The “Guacamaya Leaks” is the latest chapter in the ongoing practice of government hacking—that is, the disproportionate use of surveillance and intrusion tools against sectors of the population. In 2021, the NSO Group—the company responsible for the development and commercialization of Pegasus spyware, the tool used by Saudi Arabia to spy on journalist Jamal Khashoggi, who was later assassinated in Turkey—reportedly sold Pegasus to Panama, El Salvador, and Mexico and tried to sell it to the Brazilian government after being stopped by a coalition of civil society organizations. Mexico, in particular, has the greatest number of publicly reported cases of Pegasus use in the region, with a variety of targets that range from journalists seeking to investigate drug cartels to public health campaigners and even President Andrés Manuel López Obrador. However, records of government hacking also date back to 2015, when WikiLeaks published correspondence between the Hacking Team and governments throughout the region and showed that seven countries had acquired remote control systems to spy on activists and political dissidents.
Transnational Threats, Fragmented Action
The tale of cybersecurity in Latin America is not a simple one. Technology has become a stepping stone for development that requires countries to go through many hoops—some of which they might want (modernizing military forces and using spyware to track dissidents) and others they might not find to be too attractive or achievable in the short run (investing in cybersecurity education and skills).
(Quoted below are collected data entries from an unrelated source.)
impl Reliability {
    pub fn new(policy: RetransmitPolicy) -> Self {
        Reliability {
            policy,
            peers: BTreeMap::new(),
        }
    }

    pub fn set_policy(&mut self, policy: RetransmitPolicy) {
        self.policy = policy;
    }

    pub fn policy(&self) -> RetransmitPolicy {
        self.policy
    }

    fn peer(&mut self, process: ProcessId) -> &mut Peer {
        self.peers.entry(process).or_default()
    }

    /// Next fragment sequence number towards `dest`, starting at 1.
    pub fn next_frag_seq(&mut self, dest: ProcessId) -> u64 {
        let peer = self.peer(dest);
        peer.last_frag_seq += 1;
        peer.last_frag_seq
    }

    /// Start or restart the timer of a fragment handed to an unreliable path.
    pub fn on_transmit(&mut self, frag: &OutgoingFrag, now: Duration) {
        let policy = self.policy;
        let entry = self
            .peer(frag.dest())
            .outstanding
            .entry(frag.seq())
            .or_insert_with(|| Outstanding {
                frag: frag.clone(),
                state: FragState::Sent,
                transmissions: 0,
                deadline: now,
                counted: false,
                hold: frag.header.flags & DATA_SYNCHRONOUS != 0 && frag.header.offset == 0,
            });
        entry.deadline = now + policy.interval(entry.transmissions);
        entry.transmissions += 1;
        entry.state = FragState::Sent;
    }

    /// Whether a queued retransmission is still wanted.
    pub fn awaiting_retransmit(&self, frag: &OutgoingFrag) -> bool {
        self.peers
            .get(&frag.dest())
            .and_then(|peer| peer.outstanding.get(&frag.seq()))
            .map_or(false, |o| o.state == FragState::Queued)
    }

    /// Fragments towards `dest` that have been sent and not acknowledged
    pub fn unacked_count(&self, dest: ProcessId) -> usize {
        self.peers.get(&dest).map_or(0, |peer| {
            peer.outstanding
                .values()
                .filter(|o| o.state != FragState::Acked && !o.counted)
                .count()
        })
    }

    /// The peer matched `request`'s message; stop probing with its held fragment.
    pub fn release_hold(&mut self, request: Handle) {
        for peer in self.peers.values_mut() {
            for o in peer.outstanding.values_mut() {
                if o.hold && o.frag.request == request {
                    o.hold = false;
                    if o.counted {
                        o.state = FragState::Acked;
                    }
                }
            }
        }
    }

    /// Fragments held for possible retransmission
    pub fn retained(&self) -> usize {
        self.peers.values().map(|peer| peer.outstanding.len()).sum()
    }

    /// Timers that ran out at `now`.
    pub fn expired(&mut self, now: Duration) -> Expiry {
        let max = self.policy.max_transmissions();
        let mut expiry = Expiry::default();
        for (&dest, peer) in &mut self.peers {
            for (&seq, o) in &mut peer.outstanding {
                if o.state != FragState::Sent || o.deadline > now {
                    continue;
                }
                if o.transmissions >= max {
                    debug!(dest, seq, attempts = o.transmissions, "retransmissions exhausted");
                    expiry.failed.push(Failure {
                        request: o.frag.request,
                        dest,
                        attempts: o.transmissions,
                    });
                } else {
                    trace!(dest, seq, attempt = o.transmissions, "timed out");
                    o.state = FragState::Queued;
                    expiry.retransmit.push(o.frag.clone());
                }
            }
        }
        expiry
    }

    /// Apply an acknowledgement received from `ack.src`.
    pub fn on_ack(&mut self, ack: &AckHeader) -> AckEffects {
        let max = self.policy.max_transmissions();
        let mut effects = AckEffects::default();
        let Some(peer) = self.peers.get_mut(&ack.src) else {
            return effects;
        };

        if ack.status == AckStatus::Reject {
            if let Some(o) = peer.outstanding.get_mut(&ack.acked_frag_seq) {
                if o.state == FragState::Sent {
                    if o.transmissions >= max {
                        effects.failed = Some(Failure {
                            request: o.frag.request,
                            dest: ack.src,
                            attempts: o.transmissions,
                        });
                    } else {
                        o.state = FragState::Queued;
                        effects.retransmit = Some(o.frag.clone());
                    }
                }
            }
        } else if let Some(o) = peer.outstanding.get_mut(&ack.acked_frag_seq) {
            if o.state != FragState::Acked {
                o.acknowledge(&mut effects.acked);
            }
        }

        peer.peer_received = peer.peer_received.max(ack.received_seq);
        peer.peer_delivered = peer.peer_delivered.max(ack.delivered_seq.min(ack.received_seq));
        for (_, o) in peer.outstanding.range_mut(..=peer.peer_received) {
            if o.state != FragState::Acked {
                o.acknowledge(&mut effects.acked);
            }
        }
        let keep = peer.outstanding.split_off(&(peer.peer_delivered + 1));
        let reclaimed = std::mem::replace(&mut peer.outstanding, keep);
        effects.reclaimed = reclaimed.len();
        effects.matched = reclaimed
            .into_values()
            .filter(|o| o.hold)
            .map(|o| o.frag.request)
            .collect();
        effects
    }

    /// Drop every retained fragment of `request`.
    pub fn forget(&mut self, request: Handle) {
        for peer in self.peers.values_mut() {
            peer.outstanding.retain(|_, o| o.frag.request != request);
        }
    }

    /// Stop tracking everything sent to `dest`. Returns the number of fragments dropped.
    pub fn abandon(&mut self, dest: ProcessId) -> usize {
        self.peers
            .get_mut(&dest)
            .map_or(0, |peer| std::mem::take(&mut peer.outstanding).len())
    }

    /// Record a data fragment from `src`. Returns false for a duplicate.
    pub fn on_data(&mut self, src: ProcessId, frag_seq: u64) -> bool {
        self.peer(src).received.record(frag_seq)
    }

    /// Record that a fragment from `src` was written into a posted buffer.
    pub fn record_delivered(&mut self, src: ProcessId, frag_seq: u64) {
        self.peer(src).delivered.record(frag_seq);
    }

    /// Cumulative (received, delivered) sequence numbers to report to `src`.
    pub fn ack_numbers(&self, src: ProcessId) -> (u64, u64) {
        self.peers.get(&src).map_or((0, 0), |peer| {
            (
                peer.received.largest_in_order(),
                peer.delivered.largest_in_order(),
            )
        })
    }
}

#[cfg(test)]
mod tests {
    use std::sync::Arc;

    use super::*;
    use crate::datatype::Layout;
    use crate::engine::fragment::fragment;
    use crate::engine::store::DescriptorStore;
    use crate::engine::{Operation, ReceiveOp};
    use crate::transport::{Path, PathHandle};
    use crate::wire::DataHeader;

    const SECOND: Duration = Duration::from_secs(1);

    fn policy() -> RetransmitPolicy {
        RetransmitPolicy {
            base: SECOND,
            max_power: 2,
        }
    }

    fn frags(rel: &mut Reliability, count: usize) -> (Handle, Vec<OutgoingFrag>) {
        frags_with_flags(rel, count, 0)
    }

    fn frags_with_flags(
        rel: &mut Reliability,
        count: usize,
        flags: u32,
    ) -> (Handle, Vec<OutgoingFrag>) {
        let mut store = DescriptorStore::new(1, 1, 1);
        let request = store
            .allocate(
                Operation::Receive(ReceiveOp::new(None, None, 0, Vec::new(), Layout::contiguous(0))),
                false,
            )
            .unwrap();
        let path = Path {
            driver: 1,
            dest: 1,
            handle: PathHandle(0),
            reliable: false,
            max_payload: 1,
        };
        let template = DataHeader {
            flags,
            context: 0,
            tag: 0,
            src: 0,
            dst: 1,
            frag_len: 0,
            msg_len: count as u32,
            frag_seq: 0,
            msg_seq: 1,
            offset: 0,
            checksum: 0,
        };
        let payload: Arc<[u8]> = vec![0u8; count].into();
        let out = fragment(request, path, template, &payload, || rel.next_frag_seq(1));
        (request, out)
    }

    fn ack(status: AckStatus, acked: u64, received: u64, delivered: u64) -> AckHeader {
        let mut ack = AckHeader {
            status,
            flags: 0,
            context: 0,
            src: 1,
            dst: 0,
            acked_frag_seq: acked,
            acked_msg_seq: 1,
            received_seq: received,
            delivered_seq: delivered,
            checksum: 0,
        };
        ack.seal();
        ack
    }

    #[test]
    fn tracker_merges_ranges() {
        let mut t = SeqTracker::default();
        assert!(t.record(3));
        assert!(t.record(1));
        assert_eq!(t.largest_in_order(), 1);
        assert!(t.record(2));
        assert_eq!(t.largest_in_order(), 3);
        assert!(!t.record(2));
        assert!(t.record(5));
        assert!(t.contains(5));
        assert!(!t.contains(4));
        assert_eq!(t.ranges.len(), 2);
    }

    #[test]
    fn intervals_double_up_to_the_cap() {
        let p = RetransmitPolicy {
            base: Duration::from_secs(5),
            max_power: 15,
        };
        assert_eq!(p.interval(0), Duration::from_secs(5));
        assert_eq!(p.interval(3), Duration::from_secs(40));
        assert_eq!(p.interval(15), Duration::from_secs(5 << 15));
        assert_eq!(p.interval(40), p.interval(15));
        assert_eq!(p.max_transmissions(), 16);
    }

    #[test]
    fn timeouts_back_off_then_fail() {
        let mut rel = Reliability::new(policy());
        let (request, out) = frags(&mut rel, 1);
        let frag = &out[0];
        let mut now = Duration::ZERO;
        rel.on_transmit(frag, now);

        // Deadlines at 1s, then 2s, then 4s after each transmission.
        for wait in [1, 2, 4] {
            now += SECOND * (wait - 1);
            assert!(rel.expired(now).retransmit.is_empty());
            now += SECOND;
            let expiry = rel.expired(now);
            if wait < 4 {
                assert_eq!(expiry.retransmit.len(), 1);
                assert!(rel.awaiting_retransmit(frag));
                rel.on_transmit(&expiry.retransmit[0], now);
            } else {
                assert!(expiry.retransmit.is_empty());
                assert_eq!(
                    expiry.failed,
                    vec![Failure {
                        request,
                        dest: 1,
                        attempts: 3
                    }]
                );
            }
        }
    }

    #[test]
    fn replayed_ack_has_no_further_effect() {
        let mut rel = Reliability::new(policy());
        let (request, out) = frags(&mut rel, 3);
        for frag in &out {
            rel.on_transmit(frag, Duration::ZERO);
        }
        let a = ack(AckStatus::Accept, 2, 0, 0);
        assert_eq!(rel.on_ack(&a).acked, vec![request]);
        assert!(rel.on_ack(&a).acked.is_empty());
        assert_eq!(rel.unacked_count(1), 2);

        let cumulative = ack(AckStatus::Accept, 3, 3, 1);
        let effects = rel.on_ack(&cumulative);
        assert_eq!(effects.acked.len(), 2);
        assert_eq!(effects.reclaimed, 1);
        assert_eq!(rel.retained(), 2);
        assert_eq!(rel.on_ack(&cumulative).acked.len(), 0);
        assert_eq!(rel.retained(), 2);
        assert_eq!(rel.unacked_count(1), 0);
    }

    #[test]
    fn acked_fragments_do_not_time_out() {
        let mut rel = Reliability::new(policy());
        let (_, out) = frags(&mut rel, 1);
        rel.on_transmit(&out[0], Duration::ZERO);
        rel.on_ack(&ack(AckStatus::Accept, 1, 1, 0));
        assert!(rel.expired(SECOND * 100).retransmit.is_empty());
        assert_eq!(rel.retained(), 1);
    }

    #[test]
    fn reject_requeues_like_a_timeout() {
        let mut rel = Reliability::new(policy());
        let (_, out) = frags(&mut rel, 1);
        rel.on_transmit(&out[0], Duration::ZERO);
        let effects = rel.on_ack(&ack(AckStatus::Reject, 1, 0, 0));
        assert_eq!(effects.retransmit.map(|f| f.seq()), Some(1));
        assert!(rel.on_ack(&ack(AckStatus::Reject, 1, 0, 0)).retransmit.is_none());
    }

    #[test]
    fn synchronous_first_fragment_probes_until_matched() {
        let mut rel = Reliability::new(policy());
        let (request, out) = frags_with_flags(&mut rel, 2, DATA_SYNCHRONOUS);
        for frag in &out {
            rel.on_transmit(frag, Duration::ZERO);
        }
        let effects = rel.on_ack(&ack(AckStatus::Accept, 2, 2, 0));
        assert_eq!(effects.acked, vec![request, request]);
        assert_eq!(rel.unacked_count(1), 0);

        // The held fragment keeps its timer; the other one does not.
        let expiry = rel.expired(SECOND);
        assert_eq!(expiry.retransmit.iter().map(|f| f.seq()).collect::<Vec<_>>(), vec![1]);
        rel.on_transmit(&expiry.retransmit[0], SECOND);
        assert!(rel.on_ack(&ack(AckStatus::Accept, 1, 2, 0)).acked.is_empty());

        rel.release_hold(request);
        assert!(rel.expired(SECOND * 100).retransmit.is_empty());
    }

    #[test]
    fn reclaiming_a_held_fragment_reports_the_match() {
        let mut rel = Reliability::new(policy());
        let (request, out) = frags_with_flags(&mut rel, 1, DATA_SYNCHRONOUS);
        rel.on_transmit(&out[0], Duration::ZERO);
        let effects = rel.on_ack(&ack(AckStatus::Accept, 1, 1, 1));
        assert_eq!(effects.acked, vec![request]);
        assert_eq!(effects.matched, vec![request]);
        assert_eq!(rel.retained(), 0);
    }

    #[test]
    fn receive_side_reports_cumulative_numbers() {
        let mut rel = Reliability::new(policy());
        assert!(rel.on_data(4, 1));
        assert!(rel.on_data(4, 3));
        assert!(!rel.on_data(4, 3));
        rel.record_delivered(4, 1);
        assert_eq!(rel.ack_numbers(4), (1, 1));
        assert!(rel.on_data(4, 2));
        assert_eq!(rel.ack_numbers(4), (3, 1));
        assert_eq!(rel.ack_numbers(9), (0, 0));
    }
}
From a political standpoint, a considerable amount of convincing is needed to focus high-level political elites’ attention on the issue of cybersecurity. At the same time, as debacles and geopolitical challenges shift the focus of the United States and European countries away from Latin America (except perhaps for the climate security agenda), governments in the region could be given the space needed to rethink how and where cybersecurity fits within regional integration efforts. What is more, given the notoriety of countries as primary targets of ransomware groups, countries could enhance channels to share lessons learned from their own mistakes while developing a vision of cybersecurity that will pragmatically speak to the goal of achieving sustainable development—but if the attacks so far have not been able to move governments to take practical cooperative steps, then the question remains as to what would?
Curbing market forces will be harder. Countries will continue to depend on threat intelligence from the big players, but that could be complemented by nationally bred bespoke companies to provide richer contextual analysis and expertise in addition to the usual suspects.